Di Antara Takbir dan Knalpot: Malam yang Tak Lagi Sama
Pernahkah kamu merasa asing di tengah perayaan?
Malam itu, langit penuh takbir. Sebagian orang merayakan kemenangan batin, sebagian lagi merayakan kebisingan. Di tengah itu, aku pulang- di antara sorak knalpot dan bendera-bendera yang tak ku pahami makna dari adanya benda itu. Sambil berjalan, aku berpikir dan menanyakan apa yang sebenarnya mereka rayakan? Betulkah ini sebuah perayaan? Atau malah pelarian? Entah, mungkin aku tak akan mendapatkan jawabannya.
Dulu, ketika aku masih kecil, malam takbiran terasa hangat. Banyak orang berkeliling kampung berjalan kaki, membawa obor, dan mengucapkan tabir bersama-sama. Ada sensasi bahagia yang sederhana saat menontonnya.
Kini, ketika aku menjelang dewasa, aku kesulitan menghadirkan kembali rasa yang sama. Dunia berubah. Manusia berubah. Terlalu cepat.

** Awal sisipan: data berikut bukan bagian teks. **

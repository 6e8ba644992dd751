//! Codec-private-data builders: H.264 AVCDecoderConfigurationRecord, AAC
//! AudioSpecificConfig, PCM WAVEFORMATEX.

use super::MkvError;

/// AAC Audio Object Type for the sampling-frequency table below.
const AOT_LC: u8 = 2;

/// MPEG-4 audio sampling-frequency index table (ISO/IEC 14496-3 Table 1.16).
const AAC_SAMPLE_RATE_TABLE: [u32; 13] = [
    96000, 88200, 64000, 48000, 44100, 32000, 24000, 22050, 16000, 12000, 11025, 8000, 7350,
];

fn aac_sample_rate_index(rate: u32) -> Result<u8, MkvError> {
    AAC_SAMPLE_RATE_TABLE
        .iter()
        .position(|&r| r == rate)
        .map(|idx| idx as u8)
        .ok_or(MkvError::UnsupportedAacSampleRate(rate))
}

/// Builds a 2-byte AAC AudioSpecificConfig: 5b AOT | 4b freq-index | 4b
/// channel-config | 3b zero padding.
pub fn build_aac_audio_specific_config(sample_rate: u32, channels: u8) -> Result<[u8; 2], MkvError> {
    let freq_index = aac_sample_rate_index(sample_rate)?;
    let aot = AOT_LC;

    let bits: u16 = ((aot as u16) << 11) | ((freq_index as u16) << 7) | ((channels as u16) << 3);
    Ok(bits.to_be_bytes())
}

/// PCM format codes as used by KVS for G.711.
#[derive(Debug, Clone, Copy, PartialEq, Eq)]
pub enum PcmFormat {
    ALaw,
    MuLaw,
}

impl PcmFormat {
    fn format_code(self) -> u16 {
        match self {
            PcmFormat::ALaw => 0x0006,
            PcmFormat::MuLaw => 0x0007,
        }
    }
}

/// Builds an 18-byte little-endian WAVEFORMATEX structure for G.711 audio.
pub fn build_pcm_codec_private(format: PcmFormat, sample_rate: u32, channels: u16) -> Result<[u8; 18], MkvError> {
    if !(8000..=192_000).contains(&sample_rate) {
        return Err(MkvError::UnsupportedPcmSampleRate(sample_rate));
    }

    let avg_bytes_per_sec = sample_rate * channels as u32;
    let block_align: u16 = channels;
    let bits_per_sample: u16 = 8;
    let cb_size: u16 = 0;

    let mut out = [0u8; 18];
    out[0..2].copy_from_slice(&format.format_code().to_le_bytes());
    out[2..4].copy_from_slice(&channels.to_le_bytes());
    out[4..8].copy_from_slice(&sample_rate.to_le_bytes());
    out[8..12].copy_from_slice(&avg_bytes_per_sec.to_le_bytes());
    out[12..14].copy_from_slice(&block_align.to_le_bytes());
    out[14..16].copy_from_slice(&bits_per_sample.to_le_bytes());
    out[16..18].copy_from_slice(&cb_size.to_le_bytes());
    Ok(out)
}

/// Builds an H.264 AVCDecoderConfigurationRecord from a single SPS/PPS pair
/// already in raw NAL form (no start code, no length prefix).
///
/// Layout: `01 | profile | profile_compat | level | 0xFF | 0xE1 | spsLen:16
/// | sps | 01 | ppsLen:16 | pps`.
pub fn build_h264_codec_private_data(sps: &[u8], pps: &[u8]) -> Result<Vec<u8>, MkvError> {
    if sps.len() < 3 {
        return Err(MkvError::SpsTruncated);
    }
    let profile_idc = sps[0];
    let profile_compat = sps[1];
    let level_idc = sps[2];

    let mut out = Vec::with_capacity(11 + sps.len() + pps.len());
    out.push(0x01);
    out.push(profile_idc);
    out.push(profile_compat);
    out.push(level_idc);
    out.push(0xFF); // reserved(6) | lengthSizeMinusOne(2) = 0b111111_11 -> 4-byte AVCC lengths
    out.push(0xE1); // reserved(3) | numOfSPS(5) = 1
    out.extend_from_slice(&(sps.len() as u16).to_be_bytes());
    out.extend_from_slice(sps);
    out.push(0x01); // numOfPPS
    out.extend_from_slice(&(pps.len() as u16).to_be_bytes());
    out.extend_from_slice(pps);
    Ok(out)
}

Dewasa ini, mereka merayakan malam takbiran dengan adu knalpot dan klakson kendaraan. Mereka tidak sedang merayakan takbir, mereka sedang melupakan kekosongan. Mungkin ada banyak alasan kenapa mereka memilih kebisingan untuk mengisi malam yang seharusnya penuh ketenangan. Mungkin itu pelarian. Mungkin itu bentuk protes yang tak tau harus ditujukan ke mana. Atau mungkin, mereka hanya ingin terlihat, didengar, dianggap ada meski dengan cara yang mencemaskan.
Sangat disayangkan jika sebagian besar orang mulai percaya bahwa takbir adalah tentang seberapa keras suara, bukan seberapa dalam makna. Tapi mau gimana lagi? Ketika ruang untuk hening makin hilang, dan suara-suara bising dianggap sebagai simbol kegembiraan, maka perayaan pun bisa berubah menjadi pelampiasan.